2024-UNAT-1474-Corr.1, Erdinch Lutfiev
Le Tribunal d'appel a estimé que la décision de l'administration de ne pas poursuivre l'enquête sur les allégations de M. Lutfiev contre son ancien chef de cabinet était une décision qu'elle était en droit de prendre étant donné que l'ancien chef de cabinet n'était plus un membre du personnel de l'UNRWA.
En outre, le Tribunal d'appel est convaincu que la décision du DT de l'UNRWA annulant la cessation de service de M. Lutfiev a été prise à tort. Le Tribunal du contentieux administratif a appliqué une méthodologie erronée pour examiner les motifs de la cessation de service de M.
Lutfiev et n'a pas procédé à ce que l'on appelle l'examen en quatre volets de la légalité de cette décision administrative. En conséquence, le DT de l'UNRWA n'a pas fait de constatations conformes à la norme de preuve claire et convaincante requise dans cette affaire.
Le Tribunal d'appel a annulé l'annulation par le Tribunal administratif de l'UNRWA de la décision de ne pas enquêter sur la plainte de M. Lutfiev pour conduite interdite à son égard ; il a annulé la décision d'imposer à M. Lutfiev la mesure disciplinaire de la cessation de service et a renvoyé l'affaire au Tribunal du contentieux administratif de l'UNRWA pour une nouvelle audience et une nouvelle décision ; il a également annulé les indemnités et les dépens associés à cette décision.
Lorsque l'auteur d'une faute ne fait plus partie de l'Organisation, aucune sanction ne peut être imposée et il n'y a pas de moyen de dissuasion spécifique contre la poursuite ou la répétition de la faute en question par cette personne lorsqu'elle est employée par l'Agence ou l'Organisation. L'enquête sur les allégations de faute et les sanctions qui en découlent dans des cas spécifiques ne constituent pas une procédure de compensation ou de réparation pour un membre du personnel qui prétend être l'objet d'une faute.
Dans les affaires disciplinaires, le Tribunal du contentieux administratif doit établir : i) si les faits sur lesquels la sanction est fondée ont été établis, ii) si les faits établis constituent une faute au sens du statut et du règlement du personnel, iii) si la sanction est proportionnée à l'infraction, et iv) si les droits de l'agent à une procédure régulière ont été respectés lors de l'enquête et de la procédure disciplinaire. En outre, lorsque le licenciement est une issue possible, la faute doit être établie par des preuves claires et convaincantes.
Devant le DT de l'UNRWA, M. Lutfiev a contesté, entre autres, la décision de ne pas mener d'enquête sur la plainte pour conduite prohibée déposée par M. Lutfiev à l'encontre de l'ancien chef d'état-major et la décision de licencier M. Lutfiev, avec une indemnité de préavis et une indemnité de licenciement, pour faute grave.

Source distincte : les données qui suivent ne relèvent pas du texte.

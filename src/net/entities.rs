//! Entities the router drives: remote actors, props and the local player

use std::collections::{BTreeMap, VecDeque};

use chrono::{DateTime, Utc};
use tracing::{debug, info, info_span, warn, Span};

use crate::action::{Action, ActionQueue, ContinuousState, DiscreteState};
use crate::protocol::{ActorSnapshot, Prop};
use crate::util::time::default_expiration;

#[derive(Debug, Clone, Copy, PartialEq, Eq)]
pub enum EntityKind {
    Actor { asset_id: i32 },
    Prop { asset_id: i32 },
}

#[derive(Debug)]
pub struct Entity {
    pub id: i32,
    pub kind: EntityKind,
    pub queue: ActionQueue,
}

/// Id-keyed store of every entity except the local player
#[derive(Debug)]
pub struct EntityManager {
    entities: BTreeMap<i32, Entity>,
    span: Span,
}

impl Default for EntityManager {
    fn default() -> Self {
        Self::new()
    }
}

impl EntityManager {
    pub fn new() -> Self {
        Self::with_span(info_span!("entities"))
    }

    pub fn with_span(span: Span) -> Self {
        Self {
            entities: BTreeMap::new(),
            span,
        }
    }

    fn insert(&mut self, id: i32, kind: EntityKind, initial: DiscreteState, now: DateTime<Utc>) {
        let span = info_span!(parent: &self.span, "action_queue", entity = id);
        let mut queue = ActionQueue::with_span(span);
        queue.add_action(Action::init(initial, default_expiration(now)));
        if self.entities.insert(id, Entity { id, kind, queue }).is_some() {
            debug!(parent: &self.span, entity_id = id, "Replaced existing entity");
        }
    }

    /// Register an actor and place it with an Init action
    pub fn spawn_actor(&mut self, actor: &ActorSnapshot, now: DateTime<Utc>) {
        self.insert(
            actor.actor_id,
            EntityKind::Actor {
                asset_id: actor.asset_id,
            },
            DiscreteState::at(actor.location, actor.rotation_degrees),
            now,
        );
    }

    pub fn spawn_prop(&mut self, prop: &Prop, now: DateTime<Utc>) {
        let initial = DiscreteState {
            border_radius: prop.border_radius,
            border_color: prop.border_color,
            border_color_follower_pov: prop.border_color_follower_pov.unwrap_or(prop.border_color),
            ..DiscreteState::at(prop.location, prop.rotation_degrees)
        };
        self.insert(
            prop.id,
            EntityKind::Prop {
                asset_id: prop.asset_id,
            },
            initial,
            now,
        );
    }

    /// Queue a Death. The entity is removed once it has played out.
    pub fn despawn(&mut self, id: i32, now: DateTime<Utc>) -> bool {
        match self.entities.get_mut(&id) {
            Some(entity) => {
                entity.queue.add_action(Action::death(default_expiration(now)));
                true
            }
            None => {
                warn!(parent: &self.span, entity_id = id, "Despawn for unknown entity");
                false
            }
        }
    }

    /// Destroy every actor, keeping props
    pub fn clear_actors(&mut self) {
        self.entities
            .retain(|_, e| !matches!(e.kind, EntityKind::Actor { .. }));
    }

    /// Replace the full prop set
    pub fn reset_props(&mut self, props: &[Prop], now: DateTime<Utc>) {
        self.entities
            .retain(|_, e| !matches!(e.kind, EntityKind::Prop { .. }));
        for prop in props {
            self.spawn_prop(prop, now);
        }
    }

    pub fn add_action(&mut self, id: i32, action: Action) -> bool {
        match self.entities.get_mut(&id) {
            Some(entity) => {
                entity.queue.add_action(action);
                true
            }
            None => {
                warn!(parent: &self.span, entity_id = id, action = action.name(), "Action for unknown entity dropped");
                false
            }
        }
    }

    /// Advance every queue and drop entities whose death has played out
    pub fn tick(&mut self, now: DateTime<Utc>) {
        for entity in self.entities.values_mut() {
            entity.queue.tick(now);
        }
        let span = &self.span;
        self.entities.retain(|id, e| {
            let dead = e.queue.state().end_of_life && !e.queue.is_busy();
            if dead {
                info!(parent: span, entity_id = *id, "Entity removed");
            }
            !dead
        });
    }

    pub fn get(&self, id: i32) -> Option<&Entity> {
        self.entities.get(&id)
    }

    pub fn contains(&self, id: i32) -> bool {
        self.entities.contains_key(&id)
    }

    pub fn len(&self) -> usize {
        self.entities.len()
    }

    pub fn is_empty(&self) -> bool {
        self.entities.is_empty()
    }

    /// No entity has an action left to play
    pub fn is_idle(&self) -> bool {
        self.entities.values().all(|e| !e.queue.is_busy())
    }

    pub fn ids(&self) -> Vec<i32> {
        self.entities.keys().copied().collect()
    }

    /// What to draw this frame, ordered by id
    pub fn snapshot(&self) -> Vec<(i32, ContinuousState)> {
        self.entities
            .iter()
            .map(|(id, e)| (*id, e.queue.continuous_state()))
            .collect()
    }
}

/// Outcome of checking a server-echoed action against local predictions
#[derive(Debug, Clone, Copy, PartialEq, Eq)]
pub enum Validation {
    /// Matched the oldest prediction
    Confirmed,
    /// Nothing was predicted, the action was applied as-is
    Applied,
    /// Prediction and server disagree, local state can't be trusted
    Diverged,
}

/// Whether a server echo describes the same move as a prediction
fn same_intent(predicted: &Action, confirmed: &Action) -> bool {
    match (predicted, confirmed) {
        (
            Action::Translate {
                displacement: a, ..
            },
            Action::Translate {
                displacement: b, ..
            },
        ) => a == b,
        (Action::Rotate { rotation: a, .. }, Action::Rotate { rotation: b, .. }) => {
            (a - b).abs() < 1e-3
        }
        (
            Action::Instant {
                displacement: da,
                rotation: ra,
                ..
            },
            Action::Instant {
                displacement: db,
                rotation: rb,
                ..
            },
        ) => da == db && (ra - rb).abs() < 1e-3,
        (a, b) => std::mem::discriminant(a) == std::mem::discriminant(b),
    }
}

/// The locally controlled entity
#[derive(Debug)]
pub struct Player {
    id: Option<i32>,
    queue: ActionQueue,
    unconfirmed: VecDeque<Action>,
    span: Span,
}

impl Default for Player {
    fn default() -> Self {
        Self::new()
    }
}

impl Player {
    pub fn new() -> Self {
        Self::with_span(info_span!("player"))
    }

    pub fn with_span(span: Span) -> Self {
        let queue = ActionQueue::with_span(info_span!(parent: &span, "action_queue", entity = "player"));
        Self {
            id: None,
            queue,
            unconfirmed: VecDeque::new(),
            span,
        }
    }

    pub fn id(&self) -> Option<i32> {
        self.id
    }

    pub fn set_id(&mut self, id: Option<i32>) {
        if self.id != id {
            info!(parent: &self.span, player_id = ?id, "Player id assigned");
        }
        self.id = id;
    }

    pub fn queue(&self) -> &ActionQueue {
        &self.queue
    }

    pub fn unconfirmed_len(&self) -> usize {
        self.unconfirmed.len()
    }

    /// Play an action locally ahead of server confirmation
    pub fn predict(&mut self, action: Action) {
        self.queue.add_action(action.clone());
        self.unconfirmed.push_back(action);
    }

    /// Check an action the server says this player made
    pub fn validate_from_network(&mut self, action: Action) -> Validation {
        match self.unconfirmed.pop_front() {
            None => {
                self.queue.add_action(action);
                Validation::Applied
            }
            Some(predicted) if same_intent(&predicted, &action) => Validation::Confirmed,
            Some(predicted) => {
                warn!(
                    parent: &self.span,
                    predicted = predicted.name(),
                    confirmed = action.name(),
                    "Server disagrees with predicted action"
                );
                self.queue.flush();
                self.unconfirmed.clear();
                Validation::Diverged
            }
        }
    }

    /// Hard reset to an authoritative state, dropping all predictions
    pub fn teleport(&mut self, state: DiscreteState, now: DateTime<Utc>) {
        self.queue.flush();
        self.unconfirmed.clear();
        self.queue.add_action(Action::init(state, default_expiration(now)));
    }

    pub fn tick(&mut self, now: DateTime<Utc>) {
        self.queue.tick(now);
    }
}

Dans le jugement n° UNRWA/DT/2023/028, le DT de l'UNRWA a rappelé que dans les cas où un requérant peut invoquer la protection contre les représailles, l'administration doit prouver par des preuves claires et convaincantes qu'elle aurait pris la même mesure en l'absence de l'activité protégée telle que mentionnée dans le SGC 5/2007. Le DT de l'UNRWA a estimé que le Département des services de contrôle interne avait conclu à l'existence d'un cas crédible de représailles et que le SGC 5/2007 s'appliquait donc. Le DT de l'UNRWA a constaté que le Commissaire général n'avait fait aucune référence au SGC 5/2007 ou à la charge de la preuve applicable, et qu'il n'avait donc fourni aucune preuve, et encore moins des preuves claires et convaincantes, pour prouver qu'il aurait pris les mêmes décisions en l'absence de plaintes pour traitement discriminatoire.
Le DT de l'UNRWA a annulé la décision de ne pas mener d'enquête sur la plainte pour conduite prohibée de M. Lutfiev et a accordé à M. Lutfiev une indemnisation pour le retard démesuré dans le traitement de sa plainte ainsi que les frais de justice.
Le DT de l'UNRWA a également annulé la décision de mettre fin à l'engagement de M. Lutfiev pour faute et lui a accordé une indemnité compensatoire et des frais de justice.
Le Commissaire général a interjeté appel.
L'appel du Commissaire général est accueilli et le jugement n° UNRWA/DT/2023/028 est annulé, en partie, comme suit : l'annulation par le tribunal de l'UNRWA de la décision de ne pas enquêter sur l'ancien [chef d'état-major] et la condamnation aux dépens y afférente sont annulées. L'annulation par le tribunal arbitral de l'UNRWA de la décision de licencier M. Lutfiev est annulée et la question est renvoyée au tribunal arbitral de l'UNRWA pour une nouvelle audience et une nouvelle décision. Les indemnités de remplacement et les frais correspondants sont annulés.